One of the first applications built using the Archive is The
Wayback Machine, jointly constructed by Alexa and the Internet Archive. This
application allows users to see and use Web sites as they existed at various
points in the past. This is of tremendous use both to the casual surfer (who
might enjoy the Wayback Machine for its nostalgic value) and to the
professional researcher (who would like to see a “snapshot” of the Web at
various points in time.

Archiving the Internet is a mind-numbingly large task, but
one that has great value. Our kudos and admiration go to those who, over 6
years ago (that’s 42 in dog and Internet years) had the foresight to begin
capturing sites when the Web as we know it was relatively small.

Posted by Brian at 01:07 AM
The Internet Archive
07.05.2002 10.53.18

The Web is ephemeral: pages blink in and out of existence
and change on a daily, sometimes hourly, basis. Researchers are troubled to cite
Web sites as sources because of the transient nature of data. The Web is not
really built to accommodate permanent data, and because of that, knowledge is
being lost.

How do we keep a record of this insubstantial place? The
Internet Archive has an answer.
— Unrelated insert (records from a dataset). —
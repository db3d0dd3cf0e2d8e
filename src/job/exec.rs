//! Exec job: run a command inside an already-running container.
//!
//! Grounded on the teacher's `run_once` (`job.rs`) and on `Ayowel-cfc`'s
//! `ExecJobInfo::exec`.

use anyhow::Context as _;
use bollard::container::LogOutput;
use bollard::exec::{CreateExecOptions, StartExecResults};
use bollard::query_parameters::InspectContainerOptions;
use futures::StreamExt;
use tracing::warn;

use crate::error::ConfigError;
use crate::history::ExecutionRecord;
use crate::job::ExecutionContext;

#[derive(Debug, Clone)]
pub struct ExecJob {
    /// Target container name or id. Defaults to the labelling container
    /// when discovered from labels (spec.md §4.5); an explicit `.container`
    /// field overrides that default.
    pub container: String,
    pub command: String,
    pub user: Option<String>,
    pub tty: bool,
    pub env: Vec<String>,
}

impl ExecJob {
    pub fn validate(&self, name: &str) -> Result<(), ConfigError> {
        if self.container.trim().is_empty() {
            return Err(ConfigError::MissingField {
                name: name.into(),
                field: "container".into(),
            });
        }
        if self.command.trim().is_empty() {
            return Err(ConfigError::MissingField {
                name: name.into(),
                field: "command".into(),
            });
        }
        Ok(())
    }

    pub fn hash_input(&self) -> Vec<u8> {
        let mut buf = Vec::new();
        buf.extend_from_slice(self.container.as_bytes());
        buf.push(0);
        buf.extend_from_slice(self.command.as_bytes());
        buf.push(0);
        buf.extend_from_slice(self.user.as_deref().unwrap_or("").as_bytes());
        buf.push(self.tty as u8);
        for e in &self.env {
            buf.extend_from_slice(e.as_bytes());
            buf.push(0);
        }
        buf
    }

    pub async fn execute(
        &self,
        ctx: &ExecutionContext,
        record: &mut ExecutionRecord,
    ) -> anyhow::Result<()> {
        let details = ctx
            .docker
            .inspect_container(&self.container, None::<InspectContainerOptions>)
            .await
            .with_context(|| format!("inspect container '{}'", self.container))?;

        let running = details
            .state
            .as_ref()
            .and_then(|s| s.running)
            .unwrap_or(false);
        if !running {
            warn!(container = %self.container, "container is not running; skipping exec");
            record.error = Some(format!("container '{}' is not running", self.container));
            record.exit_code = Some(1);
            return Ok(());
        }

        let cmd = shlex::split(&self.command)
            .filter(|args| !args.is_empty())
            .with_context(|| format!("could not tokenize command '{}'", self.command))?;

        let exec_id = ctx
            .docker
            .create_exec(
                &self.container,
                CreateExecOptions {
                    attach_stdout: Some(true),
                    attach_stderr: Some(true),
                    tty: Some(self.tty),
                    cmd: Some(cmd),
                    env: Some(self.env.clone()),
                    user: self.user.clone(),
                    ..Default::default()
                },
            )
            .await
            .context("create exec")?
            .id;

        let collect = async {
            match ctx.docker.start_exec(&exec_id, None).await? {
                StartExecResults::Attached { mut output, .. } => {
                    while let Some(item) = output.next().await {
                        match item? {
                            LogOutput::StdOut { message } => {
                                record.stdout.push_str(&String::from_utf8_lossy(&message));
                            }
                            LogOutput::StdErr { message } => {
                                record.stderr.push_str(&String::from_utf8_lossy(&message));
                            }
                            _ => {}
                        }
                    }
                }
                StartExecResults::Detached => {}
            }
            anyhow::Ok(())
        };

        tokio::select! {
            res = collect => res?,
            _ = ctx.cancellation.cancelled() => {
                warn!(container = %self.container, exec = %exec_id, "cancelled; exec left to terminate with the container");
                record.error = Some("execution cancelled".into());
                record.exit_code = Some(1);
                return Ok(());
            }
        }

        let inspect = ctx.docker.inspect_exec(&exec_id).await.ok();
        record.exit_code = inspect.and_then(|i| i.exit_code);
        Ok(())
    }
}
// SPDX-License-Identifier: Apache-2.0 OR MIT
// Copyright (c) 2025-2026 naskel.com

//! Numeric array adapters.
//!
//! Arrays encode as their nested-list representation plus a dtype
//! sub-envelope. Plain arrays go through the generic `numpy.array`
//! factory with the dtype as a keyword argument; record arrays and
//! masked arrays use the structurally special factories, whose envelopes
//! carry the dtype in the dedicated `dtype` slot.

use crate::codec::{Codec, CodecBuilder};
use crate::decode::array_factory;
use crate::encode::encode_value;
use crate::envelope::{CallDescriptor, Envelope, InstanceEnvelope};
use crate::error::{CodecError, Result};
use crate::registry::EncodeTarget;
use crate::resolve::{CallArgs, FactoryEntry, FactoryError, SpecialFactory, TypeEntry};
use crate::value::{ArrayView, DType, NdArray, Value};

pub fn register(builder: &mut CodecBuilder) {
    builder
        .register_encoder(EncodeTarget::Array, encode_array)
        .register_encoder(EncodeTarget::Dtype, encode_dtype)
        .register_type(TypeEntry::new("ndarray", "numpy"))
        .register_type(TypeEntry::new("dtype", "numpy").with_special(SpecialFactory::FieldDtype))
        .register_type(TypeEntry::new("MaskedArray", "numpy.ma"))
        .register_factory("numpy", "array", FactoryEntry::direct(array_factory))
        .register_factory(
            "numpy.rec",
            "fromrecords",
            FactoryEntry::direct(special_only).with_special(SpecialFactory::RecordArray),
        )
        .register_factory(
            "numpy.ma",
            "masked_array",
            FactoryEntry::direct(special_only).with_special(SpecialFactory::MaskedArray),
        );
}

/// Placeholder for factories that are only ever reached through their
/// dedicated reconstruction path.
fn special_only(_codec: &Codec, _args: CallArgs) -> std::result::Result<Value, FactoryError> {
    Err(FactoryError::new(
        "factory requires its dedicated reconstruction path",
    ))
}

fn encode_array(codec: &Codec, value: &Value) -> Result<Envelope> {
    let Value::Array(array) = value else {
        return Err(CodecError::UnsupportedType(value.category().to_string()));
    };
    let dtype_env = encode_value(codec, &Value::Dtype(array.dtype.clone()))?;
    match (&array.mask, array.dtype.is_record()) {
        (Some(_), true) => Err(CodecError::UnsupportedType(
            "masked array with record dtype".into(),
        )),
        (Some(mask), false) => {
            let factory = CallDescriptor::new("numpy.ma", "masked_array")
                .named("data", nest(codec, &array.data, &array.shape)?)
                .named("mask", nest_mask(mask, &array.shape));
            Ok(InstanceEnvelope::new("MaskedArray", "numpy.ma")
                .with_dtype(dtype_env)
                .with_factory(factory)
                .into_envelope())
        }
        (None, true) => {
            let rows: Result<Vec<Envelope>> = array
                .data
                .iter()
                .map(|row| encode_row(codec, row))
                .collect();
            let factory =
                CallDescriptor::new("numpy.rec", "fromrecords").posonly(Envelope::array(rows?));
            let mut envelope = InstanceEnvelope::new("ndarray", "numpy")
                .with_dtype(dtype_env)
                .with_factory(factory);
            if array.view == ArrayView::Records {
                envelope = envelope.with_subtype("recarray");
            }
            Ok(envelope.into_envelope())
        }
        (None, false) => {
            let factory = CallDescriptor::new("numpy", "array")
                .posonly(nest(codec, &array.data, &array.shape)?)
                .named("dtype", dtype_env);
            Ok(InstanceEnvelope::new("ndarray", "numpy")
                .with_factory(factory)
                .into_envelope())
        }
    }
}

/// Nested-list form of flat row-major data.
fn nest(codec: &Codec, data: &[Value], shape: &[usize]) -> Result<Envelope> {
    match shape.split_first() {
        None => match data.first() {
            Some(element) => encode_value(codec, element),
            None => Err(CodecError::UnsupportedType(
                "zero-dimensional array with no element".into(),
            )),
        },
        Some((&extent, rest)) => {
            let stride: usize = rest.iter().product();
            let mut items = Vec::with_capacity(extent);
            for chunk in 0..extent {
                items.push(nest(codec, &data[chunk * stride..(chunk + 1) * stride], rest)?);
            }
            Ok(Envelope::array(items))
        }
    }
}

fn nest_mask(mask: &[bool], shape: &[usize]) -> Envelope {
    match shape.split_first() {
        None => Envelope::bool(mask.first().copied().unwrap_or(false)),
        Some((&extent, rest)) => {
            let stride: usize = rest.iter().product();
            let items = (0..extent)
                .map(|chunk| nest_mask(&mask[chunk * stride..(chunk + 1) * stride], rest))
                .collect();
            Envelope::array(items)
        }
    }
}

/// A record row encodes as a bare leaf array of its field values.
fn encode_row(codec: &Codec, row: &Value) -> Result<Envelope> {
    match row.as_items() {
        Some(items) => {
            let encoded: Result<Vec<Envelope>> =
                items.iter().map(|v| encode_value(codec, v)).collect();
            Ok(Envelope::array(encoded?))
        }
        None => Err(CodecError::UnsupportedType(format!(
            "record array element is {}",
            row.category()
        ))),
    }
}

fn encode_dtype(codec: &Codec, value: &Value) -> Result<Envelope> {
    let Value::Dtype(dtype) = value else {
        return Err(CodecError::UnsupportedType(value.category().to_string()));
    };
    let payload = match dtype {
        DType::Scalar(kind) => Envelope::str(kind.code()),
        DType::Record { fields } => {
            let mut pairs = Vec::with_capacity(fields.len());
            for (name, field_dtype) in fields {
                let field_env = encode_value(codec, &Value::Dtype(field_dtype.clone()))?;
                pairs.push(Envelope::array(vec![Envelope::str(name.clone()), field_env]));
            }
            Envelope::array(pairs)
        }
    };
    Ok(InstanceEnvelope::new("dtype", "numpy")
        .with_factory(CallDescriptor::new("numpy", "dtype").posonly(payload))
        .into_envelope())
}

/// Helper for adapters and hosts building arrays from nested data.
pub fn array_from_nested(codec: &Codec, nested: Value, dtype: Option<DType>) -> Result<NdArray> {
    let mut args = CallArgs::new(vec![nested], Default::default());
    if let Some(d) = dtype {
        args.kw.insert("dtype".into(), Value::Dtype(d));
    }
    match array_factory(codec, args) {
        Ok(Value::Array(array)) => Ok(array),
        Ok(other) => Err(CodecError::Schema(format!(
            "array factory produced {}",
            other.category()
        ))),
        Err(e) => Err(CodecError::Reconstruction {
            module: "numpy".into(),
            name: "array".into(),
            reason: e.to_string(),
        }),
    }
}
// SPDX-License-Identifier: Apache-2.0 OR MIT
// Copyright (c) 2025-2026 naskel.com

//! Wire-export capability adapter: objects that already know how to
//! describe themselves. The exported form becomes the envelope's `value`
//! with no factory; decoding returns it unchanged.

use crate::codec::{Codec, CodecBuilder};
use crate::encode::encode_value;
use crate::envelope::{Envelope, InstanceEnvelope};
use crate::error::{CodecError, Result};
use crate::registry::Capability;
use crate::value::Value;

pub fn register(builder: &mut CodecBuilder) {
    builder.register_capability(Capability::WireExport, encode_exported);
}

fn encode_exported(codec: &Codec, value: &Value) -> Result<Envelope> {
    match value {
        Value::Exported(exported) => {
            let described = exported.0.wire_export();
            let value_env = encode_value(codec, &described)?;
            Ok(
                InstanceEnvelope::new(exported.0.type_name(), exported.0.type_module())
                    .with_value(value_env)
                    .into_envelope(),
            )
        }
        other => Err(CodecError::UnsupportedType(other.category().to_string())),
    }
}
By using a browser plug-in from a company
called Alexa to acquire a snapshot of pages as users visit, the Internet
Archive has an archive of Websites that stretches back almost 6 years.

At last count the Archive was composed of over 100 terabytes
of information. To put this into perspective, an encyclopedia uses about a
gigabyte (1/1000 terabyte), and a book uses about a megabyte (1/1000 gigabyte),
the same as 1 floppy disk. That makes the Internet Archive the equivalent of a
hundred billion (100,000,000,000) floppy disks, the largest database ever
constructed.

This is all running on several hundred networked machines
that resemble your typical desktop PC. They are all running either Linux or
FreeBSD (a variant of Unix), and act as one large supercomputer. The advantage
of this model is that the hardware architecture is hugely scalable and very
reliable. If more computing power is needed, then new computers can be added at
will, and if a machine has a hardware failure it can simply be repaired or replaced
from inexpensive, off the shelf components.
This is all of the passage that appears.